Treatment Planning for Breast Cancer
Breast cancer is the most common form of cancer among women in Malaysia. According to the Statistics report made by Global Cancer Observatory in 2020, Breast cancer has been ranked first in the incidence and prevalence rate of cancer among Malaysians.1 In addition, Chinese women in Malaysia seemed to be at the greatest risk among breast cancer patients, with and incidence rate of 40.7 per 100,000 population; followed by Indian women (38.1 per 100,000) and Malay women (31.5 per 100,000), as reported by Malaysia National Cancer Registry Report 2012-2016.2, 3
Breast cancer is a type of cancer that develops in the breast when the cells in the lobules (milk producing glands) or the ducts becomes abnormal and divide uncontrollably. Breast cancer cells typically would form a tumour that can be seen on an x-ray or felt as a lump. It occurs almost entirely in women, but men can get breast cancer too.4, 5
It is important to understand that most breast lumps are benign and non-cancerous. Non-cancerous breast tumours are abnormal growths which do not spread outside of the breast and are usually non-life-threatening. However, some types of benign breast lumps are able to increase the incidence risk of woman getting breast cancer. Any breast lump or changes needs to be examined by a health care professional to determine if it is benign or malignant (cancerous) and whether it may contribute to the risk of developing cancer in the future.4
As with most cancers, the earlier the breast cancer is detected and diagnosed, the better the chances for a successful treatment. The treatment for breast cancer depends on the diagnosis which includes local treatment that comprises of surgery and radiotherapy or an adjuvant therapy (additional to surgery) that comprises of combinations of radiation therapy, hormone therapy, targeted therapy, or biological therapy.

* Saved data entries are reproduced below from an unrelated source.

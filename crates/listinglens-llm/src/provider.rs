use anyhow::{anyhow, Context, Result};
use listinglens_core::config::OpenAiConfig;
use listinglens_core::traits::TextGenerator;
use reqwest::blocking::Client;
use serde::{Deserialize, Serialize};
use std::time::Duration;

/// Text generator backed by an OpenAI-compatible chat-completions endpoint.
///
/// Requests block and carry the configured timeout; expiry surfaces as a
/// recoverable error the caller may retry.
pub struct RemoteGenerator {
    client: Client,
    endpoint: String,
    model: String,
    api_key: String,
    temperature: f32,
}

#[derive(Serialize)]
struct ChatRequest<'a> {
    model: &'a str,
    messages: Vec<ChatMessage<'a>>,
    temperature: f32,
}

#[derive(Serialize)]
struct ChatMessage<'a> {
    role: &'a str,
    content: &'a str,
}

#[derive(Deserialize)]
struct ChatResponse {
    choices: Vec<ChatChoice>,
}

#[derive(Deserialize)]
struct ChatChoice {
    message: ChatChoiceMessage,
}

#[derive(Deserialize)]
struct ChatChoiceMessage {
    content: String,
}

impl RemoteGenerator {
    pub fn new(config: &OpenAiConfig) -> Result<Self> {
        if config.api_key.is_empty() {
            return Err(anyhow!("generation API key cannot be empty"));
        }
        let client = Client::builder()
            .timeout(Duration::from_secs(config.timeout_secs))
            .build()
            .context("failed to build HTTP client")?;
        Ok(Self {
            client,
            endpoint: config.endpoint.trim_end_matches('/').to_string(),
            model: config.chat_model.clone(),
            api_key: config.api_key.clone(),
            temperature: config.temperature,
        })
    }
}

impl TextGenerator for RemoteGenerator {
    fn generate(&self, prompt: &str) -> Result<String> {
        let request = ChatRequest {
            model: &self.model,
            messages: vec![ChatMessage { role: "user", content: prompt }],
            temperature: self.temperature,
        };
        let response = self
            .client
            .post(format!("{}/chat/completions", self.endpoint))
            .bearer_auth(&self.api_key)
            .json(&request)
            .send()
            .context("chat completion request")?;

        let status = response.status();
        if !status.is_success() {
            let body = response.text().unwrap_or_default();
            return Err(anyhow!("chat endpoint returned {status}: {body}"));
        }

        let parsed: ChatResponse = response.json().context("malformed chat response")?;
        let content = parsed
            .choices
            .into_iter()
            .next()
            .map(|c| c.message.content)
            .ok_or_else(|| anyhow!("chat endpoint returned no choices"))?;
        Ok(content.trim().to_string())
    }
}
use anyhow::{anyhow, Context, Result};
use listinglens_core::config::OpenAiConfig;
use listinglens_core::traits::Embedder;
use reqwest::blocking::Client;
use serde::{Deserialize, Serialize};
use std::time::Duration;

pub const DEFAULT_EMBED_DIM: usize = 1536;

/// Embedder backed by an OpenAI-compatible `/embeddings` endpoint.
///
/// Calls block and carry the configured request timeout; expiry surfaces as
/// a recoverable error, never a crash.
pub struct RemoteEmbedder {
    client: Client,
    endpoint: String,
    model: String,
    api_key: String,
    dim: usize,
}

#[derive(Serialize)]
struct EmbeddingsRequest<'a> {
    model: &'a str,
    input: &'a [String],
}

#[derive(Deserialize)]
struct EmbeddingsResponse {
    data: Vec<EmbeddingItem>,
}

#[derive(Deserialize)]
struct EmbeddingItem {
    index: usize,
    embedding: Vec<f32>,
}

impl RemoteEmbedder {
    pub fn new(config: &OpenAiConfig) -> Result<Self> {
        if config.api_key.is_empty() {
            return Err(anyhow!("embedding API key cannot be empty"));
        }
        let client = Client::builder()
            .timeout(Duration::from_secs(config.timeout_secs))
            .build()
            .context("failed to build HTTP client")?;
        Ok(Self {
            client,
            endpoint: config.endpoint.trim_end_matches('/').to_string(),
            model: config.embed_model.clone(),
            api_key: config.api_key.clone(),
            dim: DEFAULT_EMBED_DIM,
        })
    }

    pub fn with_dim(mut self, dim: usize) -> Self {
        self.dim = dim;
        self
    }
}

impl Embedder for RemoteEmbedder {
    fn dim(&self) -> usize {
        self.dim
    }

    fn embed_batch(&self, texts: &[String]) -> Result<Vec<Vec<f32>>> {
        if texts.is_empty() {
            return Ok(vec![]);
        }
        let response = self
            .client
            .post(format!("{}/embeddings", self.endpoint))
            .bearer_auth(&self.api_key)
            .json(&EmbeddingsRequest { model: &self.model, input: texts })
            .send()
            .with_context(|| format!("embeddings request for {} texts", texts.len()))?;

        let status = response.status();
        if !status.is_success() {
            let body = response.text().unwrap_or_default();
            return Err(anyhow!("embeddings endpoint returned {status}: {body}"));
        }

        let mut parsed: EmbeddingsResponse =
            response.json().context("malformed embeddings response")?;
        if parsed.data.len() != texts.len() {
            return Err(anyhow!(
                "embeddings endpoint returned {} vectors for {} texts",
                parsed.data.len(),
                texts.len()
            ));
        }
        // The API may answer out of order; `index` restores input order.
        parsed.data.sort_by_key(|item| item.index);
        Ok(parsed.data.into_iter().map(|item| item.embedding).collect())
    }
}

Learn about the different types of treatments available for your cancer by seeking your consultants for a better understanding and to make an informed choice about your treatment options. Most importantly, remember to be positive and to lead a normal life after your breast cancer treatment. Cancer is not the end, but the beginning of a new life with proper treatment!
Treatment recommendations are tailored and personalized and depends on several factors such as stage of the tumour, tumour’s subtype, genomic markers, patient’s age, patient’s menopausal status, the presence of BRCA1 or BRCA2 mutations. Some of the test for breast cancer that can help your specialists to make informed decisions which can be done at PPP are BRCA1&2, HER2 FISH, Homologous Recombinant Repair (HRR), PIK3CA Test and more.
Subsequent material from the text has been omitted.